Diffie released his fourth album, Third Rock from the Sun, in 1994. This album once again showed Diffie’s two sides. The hard rocking title tune offered a humorous story about a meteor hitting the earth, while “So Help Me Girl,” another number one single, once again presented a tender love story. In 1995, Diffie continued his hot streak by releasing his fifth and sixth albums: Life’s So Funny and Mr. Christmas. With Life’s So Funny, Diffie, “turns a little more personal and emotional,” @Country asserted. Yet, Diffie maintained his cleverness with the single, “BiggerThan The Beatles.” This song, described by @ Country, “is a novelty pop–rocker with Fab Four–like “yeah, yeah, yeahs,” as Diffie sings about a lounge performer and a waitress who both dream of stardom from a Holiday Inn.” Diffie’s Christmas album, Mr. Christmas, was reviewed by @Country and, “offers a new take on some past and soon–to–be holiday favorites,” according to the website. Diffie’s “Leroy the Redneck Reindeer,” as the lyrics describe, is a “down–home party animal two–steppin’ across the sky” who is “delivering toys to all the good ol’ boys and girls along the way.” This funny twist on a classic has become a fan favorite, while the album “is warm and fuzzy,” @ Country stated, “and will be cherished just like that worn stocking hanging about the hearth.”
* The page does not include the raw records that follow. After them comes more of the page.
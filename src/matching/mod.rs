//! Role matching — embedding-based candidate ranking and best-effort
//! index maintenance.

pub mod engine;
pub mod indexer;

pub use engine::{MIN_RELEVANCE, MatchRequest, RoleMatchingEngine};
pub use indexer::{IndexJob, IndexerConfig, RoleIndexer};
In 1996, after five years and six albums, Diffie became worn–out by the constant stress to produce hit singles. It did seem, however, that television and movies were just catching on to Diffie’s popularity. Ford Motor Company chose Diffie’s hit single, “Pickup Man,” as their national jingle, “She Ain’t Comin’ Back” provided atheme for the blockbuster movie Twister, and Diffie acted opposite one of his idols, Johnny Cash, in a television movie. Nevertheless, these pursuits didn’t quite revive Diffie’s creative spirit, so he created Third Rock Entertainment. “I was feeling a bit of staleness, both in my career and my everyday life,” explained Diffie on his web site. “I felt like it was time to make some kind of move.” Some people thought that he “wouldn’t stick with running his own show business company. “But it’s been so good for me; man, I enjoy it. I’m at the office everyday. It’s been so refreshing and has helped me in so manyways. I feel like I’ve got my finger on my own pulse,” he further explained. However, show business was not Diffie’s only work. He also continued organizing events and raising money for First Steps, and in 1997, Country Radio Broadcasters awarded Diffie its Humanitarian Award for his years of charitable work. “It is, he says, the highest honor he has ever received.”
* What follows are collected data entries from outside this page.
//! REST endpoints for the onboarding flow and role matching.
//!
//! Thin boundary only: handlers deserialize input, call the manager or
//! engine, and translate the error taxonomy to status codes.

use std::sync::Arc;

use axum::Router;
use axum::extract::{Path, State};
use axum::http::StatusCode;
use axum::response::{IntoResponse, Response};
use axum::routing::{get, post};
use axum::Json;
use serde::Deserialize;
use uuid::Uuid;

use crate::error::Error;
use crate::matching::{MatchRequest, RoleMatchingEngine};

use super::manager::OnboardingManager;

/// Shared state for onboarding routes.
#[derive(Clone)]
pub struct OnboardingRouteState {
    pub manager: Arc<OnboardingManager>,
    pub engine: Arc<RoleMatchingEngine>,
}

impl IntoResponse for Error {
    fn into_response(self) -> Response {
        let (status, kind) = match &self {
            Error::Validation(_) => (StatusCode::BAD_REQUEST, "validation"),
            Error::NotFound(_) => (StatusCode::NOT_FOUND, "not_found"),
            Error::BusinessRule(_) => (StatusCode::CONFLICT, "business_rule"),
            Error::Storage(_) => (StatusCode::SERVICE_UNAVAILABLE, "storage"),
            Error::Embedding(_) => (StatusCode::BAD_GATEWAY, "embedding"),
            Error::Search(_) => (StatusCode::BAD_GATEWAY, "search"),
            Error::Index(_) => (StatusCode::BAD_GATEWAY, "index"),
            Error::Config(_) => (StatusCode::INTERNAL_SERVER_ERROR, "config"),
        };
        let body = serde_json::json!({
            "error": kind,
            "message": self.to_string(),
        });
        (status, Json(body)).into_response()
    }
}

#[derive(Deserialize)]
struct SelectLanguageRequest {
    language: String,
}

#[derive(Deserialize)]
struct SelectIndustryRequest {
    /// Industry id or name; resolved by id first.
    industry: String,
}

#[derive(Deserialize)]
struct SelectRoleRequest {
    role_id: Uuid,
}

#[derive(Deserialize)]
struct CreateCustomRoleRequest {
    title: String,
    #[serde(default)]
    description: String,
    industry_id: Uuid,
}

#[derive(Deserialize)]
struct SelectPartnersRequest {
    partner_ids: Vec<Uuid>,
}

fn default_limit() -> usize {
    5
}

#[derive(Deserialize)]
struct MatchRolesRequest {
    job_title: String,
    #[serde(default)]
    job_description: String,
    #[serde(default)]
    industry_id: Option<Uuid>,
    #[serde(default = "default_limit")]
    limit: usize,
}

/// POST /api/onboarding/{user_id}/register
async fn register(
    State(state): State<OnboardingRouteState>,
    Path(user_id): Path<String>,
) -> Result<impl IntoResponse, Error> {
    let profile = state.manager.register_profile(&user_id).await?;
    Ok(Json(profile))
}

/// GET /api/onboarding/{user_id}/session
async fn get_session(
    State(state): State<OnboardingRouteState>,
    Path(user_id): Path<String>,
) -> Result<impl IntoResponse, Error> {
    let snapshot = state.manager.start_or_resume(&user_id).await?;
    Ok(Json(snapshot))
}

/// POST /api/onboarding/{user_id}/language
async fn select_language(
    State(state): State<OnboardingRouteState>,
    Path(user_id): Path<String>,
    Json(request): Json<SelectLanguageRequest>,
) -> Result<impl IntoResponse, Error> {
    let profile = state
        .manager
        .select_native_language(&user_id, &request.language)
        .await?;
    Ok(Json(profile))
}

/// POST /api/onboarding/{user_id}/industry
async fn select_industry(
    State(state): State<OnboardingRouteState>,
    Path(user_id): Path<String>,
    Json(request): Json<SelectIndustryRequest>,
) -> Result<impl IntoResponse, Error> {
    let profile = state
        .manager
        .select_industry(&user_id, &request.industry)
        .await?;
    Ok(Json(profile))
}

/// POST /api/onboarding/{user_id}/role
async fn select_role(
    State(state): State<OnboardingRouteState>,
    Path(user_id): Path<String>,
    Json(request): Json<SelectRoleRequest>,
) -> Result<impl IntoResponse, Error> {
    let profile = state.manager.select_role(&user_id, request.role_id).await?;
    Ok(Json(profile))
}

/// POST /api/onboarding/{user_id}/custom-role
async fn create_custom_role(
    State(state): State<OnboardingRouteState>,
    Path(user_id): Path<String>,
    Json(request): Json<CreateCustomRoleRequest>,
) -> Result<impl IntoResponse, Error> {
    let (profile, role) = state
        .manager
        .create_custom_role(
            &user_id,
            &request.title,
            &request.description,
            request.industry_id,
        )
        .await?;
    Ok(Json(serde_json::json!({
        "profile": profile,
        "role": role,
    })))
}

/// POST /api/onboarding/{user_id}/partners
async fn select_partners(
    State(state): State<OnboardingRouteState>,
    Path(user_id): Path<String>,
    Json(request): Json<SelectPartnersRequest>,
) -> Result<impl IntoResponse, Error> {
    let profile = state
        .manager
        .select_communication_partners(&user_id, &request.partner_ids)
        .await?;
    Ok(Json(profile))
}

/// POST /api/onboarding/{user_id}/complete
async fn complete_onboarding(
    State(state): State<OnboardingRouteState>,
    Path(user_id): Path<String>,
) -> Result<impl IntoResponse, Error> {
    let summary = state.manager.complete_onboarding(&user_id).await?;
    Ok(Json(summary))
}

/// POST /api/roles/match
///
/// An empty match list is a valid result — the response says so explicitly
/// instead of surfacing an opaque failure.
async fn match_roles(
    State(state): State<OnboardingRouteState>,
    Json(request): Json<MatchRolesRequest>,
) -> Result<impl IntoResponse, Error> {
    let matches = state
        .engine
        .match_roles(&MatchRequest {
            job_title: request.job_title,
            job_description: request.job_description,
            industry_id: request.industry_id,
            limit: request.limit,
        })
        .await?;
    Ok(Json(serde_json::json!({
        "custom_role_suggested": matches.is_empty(),
        "matches": matches,
    })))
}

/// Build the onboarding REST routes.
pub fn onboarding_routes(state: OnboardingRouteState) -> Router {
    Router::new()
        .route("/api/onboarding/{user_id}/register", post(register))
        .route("/api/onboarding/{user_id}/session", get(get_session))
        .route("/api/onboarding/{user_id}/language", post(select_language))
        .route("/api/onboarding/{user_id}/industry", post(select_industry))
        .route("/api/onboarding/{user_id}/role", post(select_role))
        .route(
            "/api/onboarding/{user_id}/custom-role",
            post(create_custom_role),
        )
        .route("/api/onboarding/{user_id}/partners", post(select_partners))
        .route(
            "/api/onboarding/{user_id}/complete",
            post(complete_onboarding),
        )
        .route("/api/roles/match", post(match_roles))
        .with_state(state)
}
After a year of rejuvenation, Diffie returned to hit making with the release of his seventh album, Twice Upon a Time. For this album, Diffie told imusic.com he “looked for songs that dealt with everything about being human.” In turn, imusic.com called this album, “a true aural page–turner, well–paced, and irresistible.” Once again, Diffie had successfully blended wit and heart. In “Houston We Have a Problem,” the song’s unlucky narrator finds himself, according to imusic.com, ’hoping for romantic assignation in the cheap seats at the end zone’ [only to find] himself ’sitting here crying in the parking lot of the Astrodome’.” Nevertheless, it is the album’s final song, “One More Breath” that is, as imusic.com further stated, “an affirmation of not only love, but of life itself.”
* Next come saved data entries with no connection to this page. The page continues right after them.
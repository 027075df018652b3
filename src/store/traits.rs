//! Async storage traits — the seams between the onboarding core and its
//! external collaborators.
//!
//! The profile store carries the per-user serialization contract: every write
//! is an optimistic compare-and-set against the profile version.

use async_trait::async_trait;
use chrono::{DateTime, Utc};
use uuid::Uuid;

use crate::error::StorageError;
use crate::onboarding::model::{
    Industry, NativeLanguage, Partner, PartnerSelection, Role, UserOnboardingProfile,
};

/// A sparse profile write. `None` leaves the field untouched.
#[derive(Debug, Clone, Default)]
pub struct ProfileChanges {
    pub native_language: Option<NativeLanguage>,
    pub industry_id: Option<Uuid>,
    pub selected_role_id: Option<Uuid>,
    /// Full replacement of the partner selection, never a merge.
    pub partners: Option<Vec<PartnerSelection>>,
    pub completed_at: Option<DateTime<Utc>>,
}

/// Outcome of a compare-and-set profile write.
#[derive(Debug)]
pub enum CasOutcome {
    /// The write landed; the updated profile is returned.
    Applied(UserOnboardingProfile),
    /// Another writer got there first — re-read and retry.
    Conflict,
}

/// Persistence for user onboarding profiles.
#[async_trait]
pub trait ProfileStore: Send + Sync {
    /// Fetch a profile, or `None` if the user is unknown.
    async fn get_profile(
        &self,
        user_id: &str,
    ) -> Result<Option<UserOnboardingProfile>, StorageError>;

    /// Create an empty profile for a newly registered user. Idempotent — an
    /// existing profile is returned unchanged.
    async fn create_profile(&self, user_id: &str) -> Result<UserOnboardingProfile, StorageError>;

    /// Apply `changes` if and only if the stored version still equals
    /// `expected_version`. The version increments on success.
    async fn update_profile(
        &self,
        user_id: &str,
        expected_version: i64,
        changes: &ProfileChanges,
    ) -> Result<CasOutcome, StorageError>;
}

/// Persistence for the role catalog.
#[async_trait]
pub trait RoleStore: Send + Sync {
    async fn insert_role(&self, role: &Role) -> Result<(), StorageError>;

    async fn get_role(&self, id: Uuid) -> Result<Option<Role>, StorageError>;

    /// Cache a generated embedding on the role row.
    async fn set_role_embedding(&self, id: Uuid, vector: &[f32]) -> Result<(), StorageError>;
}

/// Read access to the industry catalog.
#[async_trait]
pub trait IndustryCatalog: Send + Sync {
    async fn find_by_id(&self, id: Uuid) -> Result<Option<Industry>, StorageError>;

    async fn find_by_name(&self, name: &str) -> Result<Option<Industry>, StorageError>;
}

/// Read access to the communication partner catalog.
#[async_trait]
pub trait PartnerCatalog: Send + Sync {
    async fn list_active(&self) -> Result<Vec<Partner>, StorageError>;

    async fn exists_and_active(&self, id: Uuid) -> Result<bool, StorageError>;
}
In 1998, Diffie released Greatest Hits, an album that collected 12 of his most popular songs, including “Home,” “John Deere Green,” and “Ships That Don’t Come In,” as well as previously unreleased songs such as “Texas Size Heartache,” “Poor Me,” and “Hurt Me All The Time.” The website countrystars.com hailed this album as “a 12 song testament—written in platinum and solid gold—to a man who has established his place as one of the definitive country artists of this decade.” In 1999, Diffie also became a two–time Grammy winner for his vocal performance on “Same Old Train.”
Diffie’s ninth album, A Night to Remember, released in 1999, offered something new not only to Diffie’s longtime fans, but also to country music. “I wanted to record an entire album of lyrics that had messages,” Diffie told countrystars.com. “Every song had to have something to say. I think for a while now Country music has been afraid to play a song with any substance to it. What I’m trying to do there is present some songs that I feel have some depth.” Diffie reached his goal to create songs with messages especially with the single, “You Can’t Go Home.” The song’s message, “I came looking for a feeling/But the feeling’s gone/You can go back/But you can’t go back home.” Los Angeles Times reviewer John Roos remarked that the song is “a more realistic bookend to Diffie’s warmly nostalgic first hit, ’Home.’” And countrycool.com praised Diffie’s effort as “an album to remember.” Despite such favorable reviews, Diffie felt he had not reached all of his goals. As he told rockvillage.com, “I would like [to write a song]… about my son Tyler who has Down’s syndrome.”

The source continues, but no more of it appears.